For each line in the data below that has the word "NaiveDateTime", copy that line.

Given information Start Marker

//! CSV loading for the bikeshare explorer.
//!
//! Reads one city's trip records from its flat CSV file, derives the
//! calendar fields each report needs, and applies the month/day filters.

use std::path::Path;

use bikeshare_core::city::City;
use bikeshare_core::error::{BikeshareError, Result};
use bikeshare_core::filters::{DayFilter, MonthFilter};
use bikeshare_core::models::{Dataset, TripRecord};
use chrono::NaiveDateTime;
use serde::Deserialize;
use tracing::{debug, info};

/// Columns every city file must carry. The leading unnamed index column is
/// not required and is never mapped.
const REQUIRED_COLUMNS: [&str; 5] = [
    "Start Time",
    "Trip Duration",
    "Start Station",
    "End Station",
    "User Type",
];

/// Timestamp formats seen across the published city files.
const TIMESTAMP_FORMATS: [&str; 2] = ["%Y-%m-%d %H:%M:%S", "%Y-%m-%d %H:%M"];

// ── Raw CSV row ───────────────────────────────────────────────────────────────

/// The CSV row shape before timestamp parsing and field derivation.
///
/// Washington publishes trip durations as floats and the birth-year column
/// (where present) holds float-formatted strings such as `1992.0`, so both
/// are read as `f64` first.
#[derive(Debug, Deserialize)]
struct RawTripRecord {
    #[serde(rename = "Start Time")]
    start_time: String,
    #[serde(rename = "End Time", default)]
    end_time: Option<String>,
    #[serde(rename = "Trip Duration")]
    trip_duration: f64,
    #[serde(rename = "Start Station")]
    start_station: String,
    #[serde(rename = "End Station")]
    end_station: String,
    #[serde(rename = "User Type", default)]
    user_type: Option<String>,
    #[serde(rename = "Gender", default)]
    gender: Option<String>,
    #[serde(rename = "Birth Year", default)]
    birth_year: Option<f64>,
}

// ── Public API ────────────────────────────────────────────────────────────────

/// Load every trip record from `city`'s CSV under `data_dir`.
///
/// Malformed rows are fatal: an unparseable timestamp or a missing required
/// column surfaces as an error rather than being skipped, since a broken
/// source file would silently distort every downstream statistic.
pub fn load_city(data_dir: &Path, city: City) -> Result<Dataset> {
    let path = city.data_path(data_dir);
    let file = std::fs::File::open(&path).map_err(|source| BikeshareError::FileRead {
        path: path.clone(),
        source,
    })?;

    let mut reader = csv::Reader::from_reader(file);

    let headers = reader.headers()?.clone();
    for column in REQUIRED_COLUMNS {
        if !headers.iter().any(|h| h == column) {
            return Err(BikeshareError::MissingColumn(column.to_string()));
        }
    }
    let has_gender = headers.iter().any(|h| h == "Gender");
    let has_birth_year = headers.iter().any(|h| h == "Birth Year");

    let mut trips = Vec::new();
    for row in reader.deserialize::<RawTripRecord>() {
        trips.push(into_trip_record(row?)?);
    }

    info!(
        "Loaded {} trips from {} (gender: {}, birth year: {})",
        trips.len(),
        path.display(),
        has_gender,
        has_birth_year,
    );

    Ok(Dataset {
        trips,
        has_gender,
        has_birth_year,
    })
}

/// Keep only the trips whose derived month and weekday pass the filters.
/// The schema flags are preserved.
pub fn apply_filters(mut dataset: Dataset, month: MonthFilter, day: DayFilter) -> Dataset {
    let before = dataset.len();
    dataset
        .trips
        .retain(|trip| month.matches(trip.month) && day.matches(trip.weekday));
    debug!(
        "Filter {:?}/{:?}: {} of {} trips kept",
        month,
        day,
        dataset.len(),
        before,
    );
    dataset
}

/// Load `city`'s records and apply the month/day filters in one step.
///
/// An empty result is not an error here; the session layer reports it.
pub fn load_filtered(
    data_dir: &Path,
    city: City,
    month: MonthFilter,
    day: DayFilter,
) -> Result<Dataset> {
    let dataset = load_city(data_dir, city)?;
    Ok(apply_filters(dataset, month, day))
}

// ── Internal helpers ──────────────────────────────────────────────────────────

/// Parse a timestamp string against the known formats.
fn parse_timestamp(value: &str) -> Result<NaiveDateTime> {
    for format in TIMESTAMP_FORMATS {
        if let Ok(ts) = NaiveDateTime::parse_from_str(value.trim(), format) {
            return Ok(ts);
        }
    }
    Err(BikeshareError::TimestampParse(value.to_string()))
}

/// Convert a raw CSV row into a [`TripRecord`], deriving the calendar fields.
fn into_trip_record(raw: RawTripRecord) -> Result<TripRecord> {
    let start_time = parse_timestamp(&raw.start_time)?;
    let end_time = raw
        .end_time
        .as_deref()
        .map(parse_timestamp)
        .transpose()?;

    Ok(TripRecord::new(
        start_time,
        end_time,
        raw.trip_duration as i64,
        raw.start_station,
        raw.end_station,
        raw.user_type,
        raw.gender,
        raw.birth_year.map(|y| y.round() as i32),
    ))
}

// ── Tests ─────────────────────────────────────────────────────────────────────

Given information End Marker

Written answer:
use chrono::NaiveDateTime;
fn parse_timestamp(value: &str) -> Result<NaiveDateTime> {
        if let Ok(ts) = NaiveDateTime::parse_from_str(value.trim(), format) {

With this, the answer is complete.